» **What you should do**
Your task is to filter the entries and copy every line containing the string "PathBuf".

Items from a data source
use std::path::PathBuf;
use std::time::Instant;

use uuid::Uuid;

use crate::detection::domain::face_detector::FaceDetector;
use crate::overlay::domain::compositor::Compositor;
use crate::pipeline::overlay_faces_use_case::{elapsed_ms, OverlayFacesUseCase, OverlayJob};
use crate::pipeline::pipeline_logger::PipelineLogger;
use crate::pipeline::upload_intake::UploadIntake;
use crate::publish::domain::publisher::Publisher;
use crate::shared::config::ServiceConfig;
use crate::shared::constants::OUTPUT_EXTENSION;
use crate::shared::error::{OverlayError, UploadResponse};
use crate::shared::resize_factor::ResizeFactor;
use crate::shared::scratch_file::ScratchFile;

/// What a caller hands in: the uploaded file (if any) and the resize factor.
#[derive(Clone, Debug, Default, PartialEq)]
pub struct UploadRequest {
    pub file: Option<PathBuf>,
    pub resize: ResizeFactor,
}

/// Full request handling: intake → overlay → publish → cleanup.
///
/// Holds no per-request state, so one instance can serve many concurrent
/// requests. Scratch files are removed whether the request succeeds or not,
/// and a failed removal is only logged.
pub struct TomifyUploadUseCase<D, C, P> {
    overlay: OverlayFacesUseCase<D, C>,
    publisher: P,
    intake: UploadIntake,
}

impl<D: FaceDetector, C: Compositor, P: Publisher> TomifyUploadUseCase<D, C, P> {
    pub fn new(detector: D, compositor: C, publisher: P, config: &ServiceConfig) -> Self {
        Self {
            overlay: OverlayFacesUseCase::new(detector, compositor, config.overlay_asset.clone()),
            publisher,
            intake: UploadIntake::new(config.scratch_dir.clone(), config.max_upload_bytes),
        }
    }

    pub async fn execute(
        &self,
        request: &UploadRequest,
        logger: &mut dyn PipelineLogger,
    ) -> Result<UploadResponse, OverlayError> {
        let request_id = Uuid::new_v4();
        let upload = self
            .intake
            .accept(request.file.as_deref(), request_id)
            .await?;

        let key = format!("{request_id}.{OUTPUT_EXTENSION}");
        let composite = ScratchFile::new(self.intake.scratch_dir().join(&key));

        let result = self
            .run(&upload, &composite, &key, request.resize, logger)
            .await;

        release(upload);
        release(composite);
        logger.summary();
        result
    }

    async fn run(
        &self,
        upload: &ScratchFile,
        composite: &ScratchFile,
        key: &str,
        resize: ResizeFactor,
        logger: &mut dyn PipelineLogger,
    ) -> Result<UploadResponse, OverlayError> {
        let job = OverlayJob {
            source: upload.path().to_path_buf(),
            destination: composite.path().to_path_buf(),
            resize,
        };
        let output = self.overlay.execute(&job, logger).await?;

        let started = Instant::now();
        let url = self.publisher.publish(&output, key).await?;
        logger.timing("publish", elapsed_ms(started));
        logger.info(&format!("published {url}"));

        Ok(UploadResponse { url })
    }
}

fn release(file: ScratchFile) {
    if let Err(e) = file.remove() {
        log::warn!("cleanup failed: {e}");
    }
}

#[cfg(test)]
mod tests {
    use super::*;
    use crate::pipeline::pipeline_logger::{LogPipelineLogger, NullPipelineLogger};
    use crate::pipeline::pipeline_stage::PipelineStage;
    use crate::pipeline::test_doubles::{
        write_jpeg, RecordingCompositor, RecordingPublisher, StubDetector,
    };
    use crate::shared::bounding_box::BoundingBox;
    use tempfile::TempDir;

    struct Fixture {
        uploads: TempDir,
        scratch: TempDir,
        config: ServiceConfig,
    }

    impl Fixture {
        fn new() -> Self {
            let uploads = TempDir::new().unwrap();
            let scratch = TempDir::new().unwrap();
            let config = ServiceConfig {
                overlay_asset: PathBuf::from("/assets/tom-wiggle.gif"),
                scratch_dir: scratch.path().to_path_buf(),
                ..ServiceConfig::new("bucket")
            };
            Self {
                uploads,
                scratch,
                config,
            }
        }

        fn photo(&self) -> UploadRequest {
            UploadRequest {
                file: Some(write_jpeg(self.uploads.path(), "group.jpg", 640, 480)),
                resize: ResizeFactor::default(),
            }
        }

        fn scratch_is_empty(&self) -> bool {
            std::fs::read_dir(self.scratch.path()).unwrap().count() == 0
        }
    }

    fn two_faces() -> StubDetector {
        StubDetector::with_faces(vec![
            BoundingBox::new(0.2, 0.1, 0.2, 0.15),
            BoundingBox::new(0.3, 0.6, 0.25, 0.2),
        ])
    }

    #[tokio::test]
    async fn test_two_faces_end_to_end() {
        let fx = Fixture::new();
        let compositor = RecordingCompositor::new();
        let requests = compositor.requests.clone();
        let publisher = RecordingPublisher::new();
        let published = publisher.published.clone();
        let uc = TomifyUploadUseCase::new(two_faces(), compositor, publisher, &fx.config);

        let mut logger = LogPipelineLogger::new("e2e");
        let response = uc.execute(&fx.photo(), &mut logger).await.unwrap();

        let requests = requests.lock().unwrap();
        assert_eq!(requests.len(), 1);
        assert_eq!(requests[0].commands.len(), 2);

        let published = published.lock().unwrap();
        assert_eq!(published.len(), 1);
        let (path, key, existed) = &published[0];
        assert!(*existed, "composite must exist when published");
        assert_eq!(path, &requests[0].destination);
        assert!(key.ends_with(".gif"));
        assert_eq!(
            response.url,
            format!("https://bucket.s3.us-east-1.amazonaws.com/{key}")
        );

        assert!(fx.scratch_is_empty(), "upload copy and composite are removed");
        assert_eq!(logger.current_stage(), Some(PipelineStage::Done));
        assert!(logger.timings_for("publish").is_some());
    }

    #[tokio::test]
    async fn test_composite_named_after_key() {
        let fx = Fixture::new();
        let compositor = RecordingCompositor::new();
        let requests = compositor.requests.clone();
        let publisher = RecordingPublisher::new();
        let published = publisher.published.clone();
        let uc = TomifyUploadUseCase::new(two_faces(), compositor, publisher, &fx.config);

        uc.execute(&fx.photo(), &mut NullPipelineLogger).await.unwrap();

        let requests = requests.lock().unwrap();
        let published = published.lock().unwrap();
        let key = &published[0].1;
        assert_eq!(requests[0].destination, fx.scratch.path().join(key));
        let stem = requests[0].source.file_stem().unwrap().to_str().unwrap();
        assert_eq!(format!("{stem}.gif"), *key);
    }

    #[tokio::test]
    async fn test_no_faces_is_client_fault_and_cleans_up() {
        let fx = Fixture::new();
        let compositor = RecordingCompositor::new();
        let requests = compositor.requests.clone();
        let publisher = RecordingPublisher::new();
        let published = publisher.published.clone();
        let uc = TomifyUploadUseCase::new(
            StubDetector::with_faces(vec![]),
            compositor,
            publisher,
            &fx.config,
        );

        let err = uc.execute(&fx.photo(), &mut NullPipelineLogger).await.unwrap_err();

        assert!(matches!(err, OverlayError::NoFacesDetected));
        assert_eq!(err.status_code(), 400);
        assert!(requests.lock().unwrap().is_empty());
        assert!(published.lock().unwrap().is_empty());
        assert!(fx.scratch_is_empty());
    }

    #[tokio::test]
    async fn test_compositor_failure_skips_publish_and_cleans_up() {
        let fx = Fixture::new();
        let publisher = RecordingPublisher::new();
        let published = publisher.published.clone();
        let uc = TomifyUploadUseCase::new(
            two_faces(),
            RecordingCompositor::failing(),
            publisher,
            &fx.config,
        );

        let err = uc.execute(&fx.photo(), &mut NullPipelineLogger).await.unwrap_err();

        assert!(matches!(err, OverlayError::Compositing(_)));
        assert_eq!(err.status_code(), 500);
        assert!(published.lock().unwrap().is_empty());
        assert!(fx.scratch_is_empty(), "partial composite is removed");
    }

    #[tokio::test]
    async fn test_publish_failure_is_server_fault_and_cleans_up() {
        let fx = Fixture::new();
        let uc = TomifyUploadUseCase::new(
            two_faces(),
            RecordingCompositor::new(),
            RecordingPublisher::failing(),
            &fx.config,
        );

        let err = uc.execute(&fx.photo(), &mut NullPipelineLogger).await.unwrap_err();

        assert!(matches!(err, OverlayError::Publish(_)));
        assert_eq!(err.status_code(), 500);
        assert!(fx.scratch_is_empty());
    }

    #[tokio::test]
    async fn test_cleanup_failure_does_not_mask_success() {
        let fx = Fixture::new();
        let publisher = RecordingPublisher::new();
        let published = publisher.published.clone();
        let uc = TomifyUploadUseCase::new(
            two_faces(),
            RecordingCompositor::with_undeletable_output(),
            publisher,
            &fx.config,
        );

        let response = uc.execute(&fx.photo(), &mut NullPipelineLogger).await.unwrap();

        let published = published.lock().unwrap();
        let (composite, key, _) = &published[0];
        assert_eq!(
            response.url,
            format!("https://bucket.s3.us-east-1.amazonaws.com/{key}")
        );
        // The composite could not be removed; the upload copy still was.
        assert!(composite.is_dir());
        assert_eq!(std::fs::read_dir(fx.scratch.path()).unwrap().count(), 1);
    }

    #[tokio::test]
    async fn test_cleanup_failure_does_not_mask_publish_error() {
        let fx = Fixture::new();
        let uc = TomifyUploadUseCase::new(
            two_faces(),
            RecordingCompositor::with_undeletable_output(),
            RecordingPublisher::failing(),
            &fx.config,
        );

        let err = uc.execute(&fx.photo(), &mut NullPipelineLogger).await.unwrap_err();

        assert!(matches!(err, OverlayError::Publish(_)));
        assert_eq!(err.status_code(), 500);
    }

    #[tokio::test]
    async fn test_detection_failure_is_server_fault() {
        let fx = Fixture::new();
        let uc = TomifyUploadUseCase::new(
            StubDetector::failing(),
            RecordingCompositor::new(),
            RecordingPublisher::new(),
            &fx.config,
        );

        let err = uc.execute(&fx.photo(), &mut NullPipelineLogger).await.unwrap_err();

        assert!(matches!(err, OverlayError::Detection(_)));
        assert_eq!(err.status_code(), 500);
        assert!(fx.scratch_is_empty());
    }

    #[tokio::test]
    async fn test_missing_file_never_calls_detector() {
        let fx = Fixture::new();
        let detector = two_faces();
        let calls = detector.calls.clone();
        let uc = TomifyUploadUseCase::new(
            detector,
            RecordingCompositor::new(),
            RecordingPublisher::new(),
            &fx.config,
        );

        let err = uc
            .execute(&UploadRequest::default(), &mut NullPipelineLogger)
            .await
            .unwrap_err();

        assert_eq!(err.user_message(), "No file uploaded");
        assert!(calls.lock().unwrap().is_empty());
    }

    #[tokio::test]
    async fn test_oversized_file_rejected() {
        let mut fx = Fixture::new();
        fx.config.max_upload_bytes = 10;
        let detector = two_faces();
        let calls = detector.calls.clone();
        let uc = TomifyUploadUseCase::new(
            detector,
            RecordingCompositor::new(),
            RecordingPublisher::new(),
            &fx.config,
        );

        let err = uc.execute(&fx.photo(), &mut NullPipelineLogger).await.unwrap_err();

        assert_eq!(err.status_code(), 400);
        assert!(err.user_message().starts_with("File is greater than"));
        assert!(calls.lock().unwrap().is_empty());
        assert!(fx.scratch_is_empty());
    }

    #[tokio::test]
    async fn test_concurrent_requests_use_distinct_names() {
        let fx = Fixture::new();
        let publisher = RecordingPublisher::new();
        let published = publisher.published.clone();
        let uc = TomifyUploadUseCase::new(
            two_faces(),
            RecordingCompositor::new(),
            publisher,
            &fx.config,
        );
        let first = fx.photo();
        let second = fx.photo();

        let mut log_a = NullPipelineLogger;
        let mut log_b = NullPipelineLogger;
        let (a, b) = tokio::join!(
            uc.execute(&first, &mut log_a),
            uc.execute(&second, &mut log_b)
        );

        assert_ne!(a.unwrap().url, b.unwrap().url);
        let published = published.lock().unwrap();
        assert_ne!(published[0].1, published[1].1);
        assert!(fx.scratch_is_empty());
    }
}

» **Your response**
use std::path::PathBuf;
    pub file: Option<PathBuf>,
                overlay_asset: PathBuf::from("/assets/tom-wiggle.gif"),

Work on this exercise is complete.